Already have a high watt unit that’s also wired into a dimmer and also into a live web interface relay control unit call an iObridge device which also controls the lighting with a sensor and also the water temp with a thermostat temperature probe reading. And also my house using x10 controls

Also all live on the web via 5 webcams here – www.livefishcam.co.uk

It’s the plants I cant get to last as long as I want lol to be honest it was a while since I did last buy them so maybe I am expecting them to last longer that I think




mousey said:


> my anubias grow quite well in the gravel as well as tied to rocks. Same with java ferns- once they get their feet down in the gravel they just keep growing.
> If you are handy or someone you know can do basic electricity you can remove the flourescent bulbs anbd fixture that come with the tank, retrofit them with bulb sockets and use the screw in household flourescent bulbs and up the wattage you are getting. get bright white or daylight bulbs at the hardware stores.


----------



## glassweaver (May 14, 2010)

Ghost Knife said:


> I just wanted to add that if you have Silver Dollars you might as well hang up keeping live plants.

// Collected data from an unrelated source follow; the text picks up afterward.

use crate::text_content::TextContent;

/// `{marker, offset}` locating a point within a single text node: `marker`
/// is an index into a [`TextContent`]'s marker table and `offset` is
/// 0-based within that marker's node data. Valid range:
/// `0 <= offset < length(marker.node.data)`.
#[derive(Debug, Clone, Copy, PartialEq, Eq)]
pub struct PositionDescriptor {
    pub marker: usize,
    pub offset: u32,
}

impl PositionDescriptor {
    /// Clamps `rel_offset` into `marker`'s node (whose text is `node_len`
    /// characters long).
    pub fn clamped(marker: usize, rel_offset: u32, node_len: u32) -> Self {
        let max = node_len.saturating_sub(1);
        PositionDescriptor {
            marker,
            offset: rel_offset.min(max),
        }
    }

    /// The absolute character offset in the container's flat text.
    pub fn absolute(&self, content: &TextContent) -> Option<u32> {
        content.at(self.marker).map(|m| m.offset + self.offset)
    }
}
//! A small arena-based DOM, standing in for "the live HTML document" that
//! `html-highlighter`'s engine operates against.
//!
//! This crate implements nothing more than the capability set the engine
//! actually needs - walk children in document order, read/write tag name,
//! attributes, class list and text, split and wrap text nodes - so the
//! engine crate can be tested against synthetic trees as easily as against
//! markup parsed from a real document.

mod cursor;
mod document;
mod error;
mod node;
mod parse;

pub use cursor::DocumentOrder;
pub use document::Document;
pub use error::{Error, Result};
pub use node::{ElementData, Node, NodeData, NodeId};
pub use parse::parse;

Same for tinfoils, lol. They devour any java/xmas moss I add, and in general enjoy ripping things to shreds. 

For some reason though, NOBODY likes to eat the hornwort, which grows so fast that I used to throw it out from time to time (before I lost a battle with algae). 

Attached is an image of hornwort if you're unfamiliar with it. Water wisteria can also be a pretty hardy little plant. Just make sure you don't get water sprite. They look almost identical, and sometimes are sold under the wrong names, but water wisteria grows much faster and is, from my experience, harder for my fish to distroy.


----------